Objective: To determine whether D-cycloserine (DCS), a partial agonist at the N-methyl-d-aspartate receptor that has previously been shown to improve extinction of fear in rodents, will also improve extinction of fear in human phobic patients undergoing behavioral exposure therapy.
Design: Randomized, double-blind, placebo-controlled trial examining DCS vs placebo treatment in combination with a precisely controlled exposure paradigm.
Setting: Participants were recruited from the general community to a research clinic.
Participants: Twenty-eight subjects with acrophobia diagnosed by the Structured Clinical Interview for DSM-IV were enrolled.
Interventions: After we obtained pretreatment measures of fear, subjects were treated with 2 sessions of behavioral exposure therapy using virtual reality exposure to heights within a virtual glass elevator. Single doses of placebo or DCS were taken prior to each of the 2 sessions of virtual reality exposure therapy. Subjects, therapists, and assessors were blind to the treatment condition. Subjects returned at 1 week and 3 months posttreatment for measures to determine the presence and severity of acrophobia symptoms.

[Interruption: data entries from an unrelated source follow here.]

//! SQLite schema definition.

/// Complete database schema for pestlog.
pub const SCHEMA: &str = r#"
-- Enable foreign keys
PRAGMA foreign_keys = ON;

-- ============================================================================
-- Service Logs
-- ============================================================================

-- The record itself is stored as wire JSON; rows written by older app
-- versions may carry camelCase field names and are decoded through the
-- wire adapter.
CREATE TABLE IF NOT EXISTS service_logs (
    log_id TEXT PRIMARY KEY,
    visit_id TEXT NOT NULL,
    customer_id TEXT,
    technician_id TEXT,
    service_type TEXT NOT NULL,
    record TEXT NOT NULL,                        -- JSON ServiceVisitRecord (wire form)
    created_at TEXT NOT NULL DEFAULT (datetime('now')),
    updated_at TEXT NOT NULL DEFAULT (datetime('now'))
);

CREATE INDEX IF NOT EXISTS idx_service_logs_visit_id ON service_logs(visit_id);
CREATE INDEX IF NOT EXISTS idx_service_logs_customer ON service_logs(customer_id);

-- ============================================================================
-- Appointments
-- ============================================================================

CREATE TABLE IF NOT EXISTS appointments (
    appointment_id TEXT PRIMARY KEY,
    customer_id TEXT NOT NULL,
    date TEXT NOT NULL,                          -- YYYY-MM-DD
    time TEXT,                                   -- HH:MM
    status TEXT NOT NULL DEFAULT 'scheduled',    -- scheduled, completed, cancelled
    visit_id TEXT,
    service_type TEXT,
    service_subtype TEXT,
    other_pest_name TEXT,
    service_price REAL,
    created_at TEXT NOT NULL DEFAULT (datetime('now')),
    updated_at TEXT NOT NULL DEFAULT (datetime('now'))
);

CREATE INDEX IF NOT EXISTS idx_appointments_date_customer
    ON appointments(date, customer_id);
CREATE INDEX IF NOT EXISTS idx_appointments_visit_id ON appointments(visit_id);
"#;
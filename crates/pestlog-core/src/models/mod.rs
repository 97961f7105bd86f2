//! Domain models for the pestlog system.

mod appointment;
mod area;
mod chemical;
mod visit;

pub use appointment::*;
pub use area::*;
pub use chemical::*;
pub use visit::*;
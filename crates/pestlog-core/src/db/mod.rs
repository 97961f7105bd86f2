//! Database layer for pestlog.

mod appointments;
mod schema;
mod service_logs;

pub use appointments::*;
pub use schema::*;
pub use service_logs::*;

use rusqlite::Connection;
use std::path::Path;
use thiserror::Error;

/// Database errors.
#[derive(Error, Debug)]
pub enum DbError {
    #[error("SQLite error: {0}")]
    Sqlite(#[from] rusqlite::Error),

    #[error("JSON serialization error: {0}")]
    Json(#[from] serde_json::Error),

    #[error("Record not found: {0}")]
    NotFound(String),

    #[error("Constraint violation: {0}")]
    Constraint(String),
}

pub type DbResult<T> = Result<T, DbError>;

/// Database connection wrapper.
pub struct Database {
    conn: Connection,
}

impl Database {
    /// Open database at path, creating if needed.
    pub fn open<P: AsRef<Path>>(path: P) -> DbResult<Self> {
        let conn = Connection::open(path)?;
        let db = Self { conn };
        db.initialize()?;
        Ok(db)
    }

    /// Create in-memory database (for testing).
    pub fn open_in_memory() -> DbResult<Self> {
        let conn = Connection::open_in_memory()?;
        let db = Self { conn };
        db.initialize()?;
        Ok(db)
    }

    /// Initialize schema.
    fn initialize(&self) -> DbResult<()> {
        self.conn.execute_batch(SCHEMA)?;
        Ok(())
    }

    /// Get raw connection (for advanced queries).
    pub fn conn(&self) -> &Connection {
        &self.conn
    }

    /// Begin a transaction.
    pub fn transaction(&mut self) -> DbResult<rusqlite::Transaction<'_>> {
        Ok(self.conn.transaction()?)
    }
}

#[cfg(test)]
mod tests {
    use super::*;

    #[test]
    fn test_open_in_memory() {
        let db = Database::open_in_memory();
        assert!(db.is_ok());
    }

    #[test]
    fn test_schema_initialized() {
        let db = Database::open_in_memory().unwrap();

        // Check that tables exist
        let tables: Vec<String> = db
            .conn()
            .prepare("SELECT name FROM sqlite_master WHERE type='table' ORDER BY name")
            .unwrap()
            .query_map([], |row| row.get(0))
            .unwrap()
            .filter_map(|r| r.ok())
            .collect();

        assert!(tables.contains(&"appointments".to_string()));
        assert!(tables.contains(&"service_logs".to_string()));
    }
}
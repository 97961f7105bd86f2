//! Treated area aggregate.

use serde::{Deserialize, Serialize};

use super::chemical::{ChemicalRecord, RawChemical};

/// A named location within a visit to which chemicals were applied.
///
/// Invariant: no two chemicals in the same area share a name (exact match).
/// [`TreatedArea::add_chemical`] is the only insertion path and enforces it.
#[derive(Debug, Clone, Serialize, Deserialize, PartialEq, Eq)]
pub struct TreatedArea {
    /// Locally generated id, unique per area-add event
    pub id: String,
    /// Location name as entered by the technician
    pub name: String,
    /// Applied chemicals, insertion-ordered
    pub chemicals: Vec<ChemicalRecord>,
    /// Free-text notes for this location
    pub notes: String,
}

impl TreatedArea {
    /// Create an empty area with a freshly generated id.
    pub fn new(name: impl Into<String>) -> Self {
        Self {
            id: uuid::Uuid::new_v4().to_string(),
            name: name.into(),
            chemicals: Vec::new(),
            notes: String::new(),
        }
    }

    /// Normalize and append a chemical entry.
    ///
    /// Returns `false` without adding when the entry normalizes to nothing
    /// or when an entry with the same name is already present; duplicate
    /// dosing lines for one location are always operator error.
    pub fn add_chemical(&mut self, raw: RawChemical) -> bool {
        let Some(record) = ChemicalRecord::normalize(raw) else {
            return false;
        };
        if self.has_chemical(&record.name) {
            return false;
        }
        self.chemicals.push(record);
        true
    }

    /// Whether an entry with this exact name is already present.
    pub fn has_chemical(&self, name: &str) -> bool {
        self.chemicals.iter().any(|c| c.name == name)
    }

    /// Remove the entry at `index`. Out-of-range is a no-op.
    pub fn remove_chemical(&mut self, index: usize) -> Option<ChemicalRecord> {
        if index < self.chemicals.len() {
            Some(self.chemicals.remove(index))
        } else {
            None
        }
    }

    /// Replace the area notes.
    pub fn set_notes(&mut self, text: impl Into<String>) {
        self.notes = text.into();
    }

    /// Re-run unit formatting over every contained chemical.
    ///
    /// Applied when the area edit modal is saved: concentration/volume may
    /// have been hand-edited back to raw numbers since the last format.
    pub fn reformat(&mut self) {
        for chemical in &mut self.chemicals {
            chemical.format();
        }
    }
}

#[cfg(test)]
mod tests {
    use super::*;

    #[test]
    fn test_new_area_ids_are_unique() {
        let a = TreatedArea::new("Kitchen");
        let b = TreatedArea::new("Kitchen");
        assert_ne!(a.id, b.id);
        assert_eq!(a.id.len(), 36);
    }

    #[test]
    fn test_add_chemical_dedupes_by_name() {
        let mut area = TreatedArea::new("Basement");
        assert!(area.add_chemical("Permethrin".into()));
        assert!(!area.add_chemical("Permethrin".into()));
        assert!(!area.add_chemical(RawChemical::from_fields("Permethrin", "5", "100")));
        assert_eq!(area.chemicals.len(), 1);
    }

    #[test]
    fn test_add_chemical_rejects_empty_name() {
        let mut area = TreatedArea::new("Attic");
        assert!(!area.add_chemical("  ".into()));
        assert!(area.chemicals.is_empty());
    }

    #[test]
    fn test_add_chemical_preserves_insertion_order() {
        let mut area = TreatedArea::new("Garage");
        area.add_chemical("Bifenthrin".into());
        area.add_chemical("Fipronil".into());
        area.add_chemical("Deltamethrin".into());
        let names: Vec<_> = area.chemicals.iter().map(|c| c.name.as_str()).collect();
        assert_eq!(names, ["Bifenthrin", "Fipronil", "Deltamethrin"]);
    }

    #[test]
    fn test_remove_chemical_out_of_range_is_noop() {
        let mut area = TreatedArea::new("Porch");
        area.add_chemical("Bifenthrin".into());
        assert!(area.remove_chemical(5).is_none());
        assert_eq!(area.chemicals.len(), 1);
        assert!(area.remove_chemical(0).is_some());
        assert!(area.chemicals.is_empty());
    }

    #[test]
    fn test_reformat_applies_suffixes_to_all() {
        let mut area = TreatedArea::new("Crawlspace");
        area.add_chemical(RawChemical::from_fields("Bora-Care", "5", "200"));
        area.add_chemical(RawChemical::from_fields("Timbor", "10%", "50ml"));
        area.reformat();
        assert_eq!(area.chemicals[0].concentration, "5%");
        assert_eq!(area.chemicals[0].volume, "200ml");
        assert_eq!(area.chemicals[1].concentration, "10%");
        assert_eq!(area.chemicals[1].volume, "50ml");
    }
}
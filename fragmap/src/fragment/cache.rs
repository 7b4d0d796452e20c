//! Materialized fragments.

use std::collections::{BTreeMap, HashMap};

use crate::fragment::{FragmentKey, RegionId, RenderableFragment};

/// Called with every fragment which leaves the cache, so render-side resources can be freed.
pub type DisposeHook = Box<dyn FnMut(&RenderableFragment)>;

/// Owns every [`RenderableFragment`]. Remembers the order of insertion, which is the order of
/// eviction.
#[derive(Default)]
pub struct CachedFragments {
    next_sequence: u64,
    fragments: HashMap<FragmentKey, (u64, RenderableFragment)>,
    insertion_order: BTreeMap<u64, FragmentKey>,
    on_dispose: Option<DisposeHook>,
}

impl CachedFragments {
    pub fn new() -> Self {
        Self::default()
    }

    pub fn set_dispose_hook(&mut self, hook: DisposeHook) {
        self.on_dispose = Some(hook);
    }

    /// Panics if the fragment is already cached.
    pub fn insert(&mut self, fragment: RenderableFragment) {
        let key = fragment.key.clone();
        assert!(
            !self.fragments.contains_key(&key),
            "fragment {key} is already cached"
        );

        let sequence = self.next_sequence;
        self.next_sequence += 1;
        self.insertion_order.insert(sequence, key.clone());
        self.fragments.insert(key, (sequence, fragment));
    }

    pub fn get(&self, key: &FragmentKey) -> Option<&RenderableFragment> {
        self.fragments.get(key).map(|(_, fragment)| fragment)
    }

    pub fn contains(&self, key: &FragmentKey) -> bool {
        self.fragments.contains_key(key)
    }

    /// Removes the fragment and runs the dispose hook on it. Returns false if it was not
    /// cached.
    pub fn dispose(&mut self, key: &FragmentKey) -> bool {
        let Some((sequence, fragment)) = self.fragments.remove(key) else {
            return false;
        };
        self.insertion_order.remove(&sequence);
        if let Some(hook) = self.on_dispose.as_mut() {
            hook(&fragment);
        }
        log::trace!("disposed fragment {key}");
        true
    }

    /// Cached keys, oldest first.
    pub fn keys_by_age(&self) -> impl Iterator<Item = &FragmentKey> {
        self.insertion_order.values()
    }

    pub fn keys_of_region<'a>(
        &'a self,
        region_id: &'a RegionId,
    ) -> impl Iterator<Item = &'a FragmentKey> + 'a {
        self.keys_by_age()
            .filter(move |key| key.region_id == *region_id)
    }

    pub fn len(&self) -> usize {
        self.fragments.len()
    }

    pub fn is_empty(&self) -> bool {
        self.fragments.is_empty()
    }
}

#[cfg(test)]
mod tests {
    use std::{cell::RefCell, rc::Rc};

    use geo_types::{coord, LineString, MultiLineString, MultiPolygon, Polygon};

    use crate::fragment::{
        cache::CachedFragments, FragmentKey, LayerId, RegionId, RenderableFragment,
    };

    fn fragment(region: &str, quad: &str) -> RenderableFragment {
        RenderableFragment {
            key: FragmentKey::parse(region, quad).unwrap(),
            geometry: MultiPolygon::new(vec![]),
            border: MultiLineString::new(vec![]),
            clip_path: Polygon::new(LineString::new(vec![]), vec![]),
            origin: coord! { x: 0.0, y: 0.0 },
            dimension: coord! { x: 1.0, y: 1.0 },
            scale: 1.0,
            layer_id: LayerId(0),
        }
    }

    #[test]
    fn test_insertion_order() {
        let mut cache = CachedFragments::new();
        cache.insert(fragment("b", "1"));
        cache.insert(fragment("a", "0"));
        cache.insert(fragment("a", "2"));

        let keys: Vec<String> = cache.keys_by_age().map(|key| key.to_string()).collect();
        assert_eq!(keys, vec!["b@1", "a@0", "a@2"]);

        let region = RegionId::from("a");
        assert_eq!(cache.keys_of_region(&region).count(), 2);
    }

    #[test]
    fn test_dispose_calls_hook() {
        let disposed = Rc::new(RefCell::new(Vec::new()));
        let mut cache = CachedFragments::new();
        let sink = disposed.clone();
        cache.set_dispose_hook(Box::new(move |fragment| {
            sink.borrow_mut().push(fragment.key.clone())
        }));

        cache.insert(fragment("a", "0"));
        let key = FragmentKey::parse("a", "0").unwrap();
        assert!(cache.contains(&key));
        assert!(cache.dispose(&key));
        assert!(!cache.dispose(&key));
        assert!(cache.is_empty());
        assert_eq!(disposed.borrow().as_slice(), &[key]);
    }

    #[test]
    #[should_panic]
    fn test_double_insert_panics() {
        let mut cache = CachedFragments::new();
        cache.insert(fragment("a", "0"));
        cache.insert(fragment("a", "0"));
    }
}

Main outcome measures: Included were measures of acrophobia within the virtual environment, measures of acrophobia in the real world, and general measures of overall improvement. An objective measure of fear, electrodermal skin fluctuation, was also included during the virtual exposure to heights. Symptoms were assessed by self-report and by independent assessors at approximately 1 week and 3 months posttreatment.
Results: Exposure therapy combined with DCS resulted in significantly larger reductions of acrophobia symptoms on all main outcome measures. Subjects receiving DCS had significantly more improvement compared with subjects receiving placebo within the virtual environment (1 week after treatment, P</=.001; 3 months later, P</=.05). Subjects receiving DCS also showed significantly greater decreases in posttreatment skin conductance fluctuations during the virtual exposure (P</=.05). Additionally, subjects receiving DCS had significantly greater improvement compared with subjects receiving placebo on general measures of real-world acrophobia symptoms (acrophobia avoidance [P</=.02], acrophobia anxiety [P</=.01], attitudes toward heights [P</=.04], clinical global improvement [P</=.01], and number of self-exposures to real-world heights [P</=.01]); the improvement was evident early in treatment and was maintained at 3 months.
Conclusion: These pilot data provide initial support for the use of acute dosing of DCS as an adjunct to exposure-based psychotherapy to accelerate the associative learning processes that contribute to correcting psychopathology.